Assim que a neblina começou a se levantar, em 9 de dezembro de 1952, o secretário-geral divulgou que 4 mil pessoas tinham morrido de asfixia. Mais tarde, o número chegou na casa de 12 mil mortes por bronquite aguda. Contudo, os efeitos nocivos da poluição atmosférica foram mais duradouros e causou doenças pulmonares crônicas em cerca de 100 mil habitantes.
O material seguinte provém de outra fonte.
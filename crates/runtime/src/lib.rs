//! Grid execution engine for the Labyrinth interpreter: the `Grid` a
//! program lives on, the `Maiden`s that walk it, the `Dispatcher` that
//! gives each cell meaning, and the `Engine` that drives the scheduling
//! loop tying them together.

mod dispatcher;
mod engine;
mod error;
mod grid;
mod maiden;
mod random;

pub use dispatcher::{arity, dispatch, Effect, Status};
pub use engine::{DebugOptions, DebugRenderer, Engine, NullRenderer};
pub use error::{RuntimeError, RuntimeErrorKind};
pub use grid::Grid;
pub use maiden::Maiden;
pub use random::Random;
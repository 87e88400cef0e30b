//! Runtime errors, hand-rolled in the manner of the compiler crate's
//! `CodeGenError`: a plain enum, a `Display` impl that writes a human
//! diagnostic, and `std::error::Error` so it composes with `?` anywhere
//! a boxed error is expected. No `thiserror` — the corpus this interpreter
//! is grounded in doesn't reach for it for this class of error either.

use std::fmt;

use labyrinth_core::{Coordinate, ValueError};

/// Every runtime error is reported with the maiden position and the
/// instruction character that triggered it, per the fatal-error policy:
/// all runtime errors terminate the process with exit 1.
#[derive(Debug, Clone, PartialEq)]
pub struct RuntimeError {
    pub position: Coordinate,
    pub instruction: char,
    pub kind: RuntimeErrorKind,
}

#[derive(Debug, Clone, PartialEq)]
pub enum RuntimeErrorKind {
    /// A cell character with no recognized meaning, including the NUL
    /// sentinel read when a maiden runs off the grid.
    UnknownInstruction,
    StackUnderflow,
    TypeError(ValueError),
    UnterminatedString,
    DivisionByZero,
    IndexOutOfBounds,
    /// `[`, `]`, `U`, `ord`, and `G`/`S` before they were given semantics.
    Unimplemented,
}

impl RuntimeError {
    pub fn new(position: Coordinate, instruction: char, kind: RuntimeErrorKind) -> Self {
        RuntimeError {
            position,
            instruction,
            kind,
        }
    }
}

impl fmt::Display for RuntimeError {
    fn fmt(&self, f: &mut fmt::Formatter<'_>) -> fmt::Result {
        write!(
            f,
            "at ({}, {}), instruction {:?}: {}",
            self.position.x, self.position.y, self.instruction, self.kind
        )
    }
}

impl fmt::Display for RuntimeErrorKind {
    fn fmt(&self, f: &mut fmt::Formatter<'_>) -> fmt::Result {
        match self {
            RuntimeErrorKind::UnknownInstruction => write!(f, "unknown function"),
            RuntimeErrorKind::StackUnderflow => write!(f, "stack underflow"),
            RuntimeErrorKind::TypeError(e) => write!(f, "type error: {e}"),
            RuntimeErrorKind::UnterminatedString => write!(f, "unterminated string literal"),
            RuntimeErrorKind::DivisionByZero => write!(f, "division by zero"),
            RuntimeErrorKind::IndexOutOfBounds => write!(f, "index out of bounds"),
            RuntimeErrorKind::Unimplemented => write!(f, "instruction is not implemented"),
        }
    }
}

impl std::error::Error for RuntimeError {}

impl From<ValueError> for RuntimeErrorKind {
    fn from(e: ValueError) -> Self {
        RuntimeErrorKind::TypeError(e)
    }
}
Esse foi o pior nevoeiro da história do país.
O governo britânico se mostrou lento para fazer algo a respeito, antes que episódios como aquele tornassem a se repetir. Então em 1956, a Lei do Ar Limpo foi introduzida como uma resposta direta aos nevoeiros letais. O ato estabeleceu áreas livres para fumantes nas cidades e restringiu a queima de carvão doméstico em fornos e lareiras, oferecendo e incentivando as famílias a migrar para o gás e outros meios menos poluentes.
A mudança foi gradual e tão lenta quanto o governo para estabelecer o ato. Durante esse período, nevoeiros mortais surgiram de tempos em tempos, sendo que o de 1962 matou cerca de 750 pessoas apenas em um dia. Entretanto, nenhum deles foi em uma escala tão fatal quanto a causada pelo o que ficou conhecido como "Grande Nevoeiro de 1952". Ironicamente, nesse sentido, todos foram igualmente negligenciados pela mídia e pelas próprias pessoas, que se comportavam como se não fosse algo tão importante assim.